WORK REQUIRED> For this exercise, restate the data below with no change at all.

--- SUPPLIED RECORDS Enclosed Below ---

//! Asymptotic forms of the Kolmogorov distribution.
//!
//! ## Purpose
//!
//! This module provides the limiting law of `sqrt(n) * Dn` as n grows, and
//! the finite-n right-tail estimate used by the optional shortcut. Both are
//! closed-form series, independent of the matrix machinery.
//!
//! ## Key concepts
//!
//! * **Limiting CDF**: `K(t) = 1 - 2 * sum_{j>=1} (-1)^(j-1) exp(-2 j^2 t^2)`,
//!   with the dual theta-series for small t where the alternating form
//!   converges slowly.
//! * **Right-tail estimate**: a fitted exponential bound on `P(Dn <= d)`
//!   accurate to about seven digits when `n * d^2` is large.
//!
//! ## Invariants
//!
//! * Both functions return values in [0, 1] for valid input.

// External dependencies
use core::f64::consts::PI;
use num_traits::Float;

// ============================================================================
// Series Constants
// ============================================================================

/// Square root of 2*pi, used by the small-argument theta series.
const SQRT_2PI: f64 = 2.5066282746310005024157652848110452530069867406099_f64;

/// Crossover point between the two theta-series expansions.
///
/// Below this argument the alternating series needs many terms; the dual
/// series converges in two or three.
const SERIES_CROSSOVER: f64 = 1.18;

/// Relative truncation tolerance for both series.
const SERIES_EPS: f64 = 1e-12;

/// Hard cap on series terms.
const MAX_TERMS: usize = 200;

// Fitted coefficients of the right-tail exponent (Marsaglia, Tsang & Wang).
const TAIL_C0: f64 = 2.000_071;
const TAIL_C1: f64 = 0.331;
const TAIL_C2: f64 = 1.409;

// Activation thresholds for the right-tail shortcut, in units of n*d^2.
const TAIL_ALWAYS: f64 = 7.24;
const TAIL_LARGE_N: f64 = 3.76;
const TAIL_MIN_N: usize = 100;

// ============================================================================
// Limiting Distribution
// ============================================================================

/// CDF of the Kolmogorov limit law: `lim P(sqrt(n) * Dn <= t)`.
pub fn limiting_cdf<T: Float>(t: T) -> T {
    let t = t.to_f64().unwrap_or(f64::NAN);
    if !(t > 0.0) {
        return T::zero();
    }

    let value = if t < SERIES_CROSSOVER {
        // sqrt(2*pi)/t * sum_{j>=1} exp(-(2j-1)^2 pi^2 / (8 t^2))
        let factor = -PI * PI / (8.0 * t * t);
        let mut sum = 0.0;
        for j in 1..=MAX_TERMS {
            let odd = (2 * j - 1) as f64;
            let term = (factor * odd * odd).exp();
            sum += term;
            if term < SERIES_EPS * sum {
                break;
            }
        }
        SQRT_2PI / t * sum
    } else {
        // 1 - 2 * sum_{j>=1} (-1)^(j-1) exp(-2 j^2 t^2)
        let mut sum = 0.0;
        let mut sign = 1.0;
        for j in 1..=MAX_TERMS {
            let jf = j as f64;
            let term = (-2.0 * jf * jf * t * t).exp();
            sum += sign * term;
            sign = -sign;
            if term < SERIES_EPS {
                break;
            }
        }
        1.0 - 2.0 * sum
    };

    T::from(value.clamp(0.0, 1.0)).unwrap_or_else(T::zero)
}

// ============================================================================
// Finite-n Right Tail
// ============================================================================

/// Whether the right-tail estimate is accurate enough to replace the exact
/// computation, given `s = n * d^2`.
pub fn tail_shortcut_applies(n: usize, s: f64) -> bool {
    s > TAIL_ALWAYS || (s > TAIL_LARGE_N && n >= TAIL_MIN_N)
}

/// Right-tail estimate of `P(Dn <= d)` for `s = n * d^2`.
///
/// Only meaningful where [`tail_shortcut_applies`] holds; accuracy degrades
/// toward the body of the distribution.
pub fn right_tail_estimate<T: Float>(n: usize, s: T) -> T {
    let s = s.to_f64().unwrap_or(f64::NAN);
    let nf = n as f64;
    let exponent = (TAIL_C0 + TAIL_C1 / nf.sqrt() + TAIL_C2 / nf) * s;
    let value = 1.0 - 2.0 * (-exponent).exp();
    T::from(value.clamp(0.0, 1.0)).unwrap_or_else(T::zero)
}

--- End of Enclosed SUPPLIED RECORDS ---

WRITTEN SOLUTION>
//! Asymptotic forms of the Kolmogorov distribution.
//!
//! ## Purpose
//!
//! This module provides the limiting law of `sqrt(n) * Dn` as n grows, and
//! the finite-n right-tail estimate used by the optional shortcut. Both are
//! closed-form series, independent of the matrix machinery.
//!
//! ## Key concepts
//!
//! * **Limiting CDF**: `K(t) = 1 - 2 * sum_{j>=1} (-1)^(j-1) exp(-2 j^2 t^2)`,
//!   with the dual theta-series for small t where the alternating form
//!   converges slowly.
//! * **Right-tail estimate**: a fitted exponential bound on `P(Dn <= d)`
//!   accurate to about seven digits when `n * d^2` is large.
//!
//! ## Invariants
//!
//! * Both functions return values in [0, 1] for valid input.

// External dependencies
use core::f64::consts::PI;
use num_traits::Float;

// ============================================================================
// Series Constants
// ============================================================================

/// Square root of 2*pi, used by the small-argument theta series.
const SQRT_2PI: f64 = 2.5066282746310005024157652848110452530069867406099_f64;

/// Crossover point between the two theta-series expansions.
///
/// Below this argument the alternating series needs many terms; the dual
/// series converges in two or three.
const SERIES_CROSSOVER: f64 = 1.18;

/// Relative truncation tolerance for both series.
const SERIES_EPS: f64 = 1e-12;

/// Hard cap on series terms.
const MAX_TERMS: usize = 200;

// Fitted coefficients of the right-tail exponent (Marsaglia, Tsang & Wang).
const TAIL_C0: f64 = 2.000_071;
const TAIL_C1: f64 = 0.331;
const TAIL_C2: f64 = 1.409;

// Activation thresholds for the right-tail shortcut, in units of n*d^2.
const TAIL_ALWAYS: f64 = 7.24;
const TAIL_LARGE_N: f64 = 3.76;
const TAIL_MIN_N: usize = 100;

// ============================================================================
// Limiting Distribution
// ============================================================================

/// CDF of the Kolmogorov limit law: `lim P(sqrt(n) * Dn <= t)`.
pub fn limiting_cdf<T: Float>(t: T) -> T {
    let t = t.to_f64().unwrap_or(f64::NAN);
    if !(t > 0.0) {
        return T::zero();
    }

    let value = if t < SERIES_CROSSOVER {
        // sqrt(2*pi)/t * sum_{j>=1} exp(-(2j-1)^2 pi^2 / (8 t^2))
        let factor = -PI * PI / (8.0 * t * t);
        let mut sum = 0.0;
        for j in 1..=MAX_TERMS {
            let odd = (2 * j - 1) as f64;
            let term = (factor * odd * odd).exp();
            sum += term;
            if term < SERIES_EPS * sum {
                break;
            }
        }
        SQRT_2PI / t * sum
    } else {
        // 1 - 2 * sum_{j>=1} (-1)^(j-1) exp(-2 j^2 t^2)
        let mut sum = 0.0;
        let mut sign = 1.0;
        for j in 1..=MAX_TERMS {
            let jf = j as f64;
            let term = (-2.0 * jf * jf * t * t).exp();
            sum += sign * term;
            sign = -sign;
            if term < SERIES_EPS {
                break;
            }
        }
        1.0 - 2.0 * sum
    };

    T::from(value.clamp(0.0, 1.0)).unwrap_or_else(T::zero)
}

// ============================================================================
// Finite-n Right Tail
// ============================================================================

/// Whether the right-tail estimate is accurate enough to replace the exact
/// computation, given `s = n * d^2`.
pub fn tail_shortcut_applies(n: usize, s: f64) -> bool {
    s > TAIL_ALWAYS || (s > TAIL_LARGE_N && n >= TAIL_MIN_N)
}

/// Right-tail estimate of `P(Dn <= d)` for `s = n * d^2`.
///
/// Only meaningful where [`tail_shortcut_applies`] holds; accuracy degrades
/// toward the body of the distribution.
pub fn right_tail_estimate<T: Float>(n: usize, s: T) -> T {
    let s = s.to_f64().unwrap_or(f64::NAN);
    let nf = n as f64;
    let exponent = (TAIL_C0 + TAIL_C1 / nf.sqrt() + TAIL_C2 / nf) * s;
    let value = 1.0 - 2.0 * (-exponent).exp();
    T::from(value.clamp(0.0, 1.0)).unwrap_or_else(T::zero)
}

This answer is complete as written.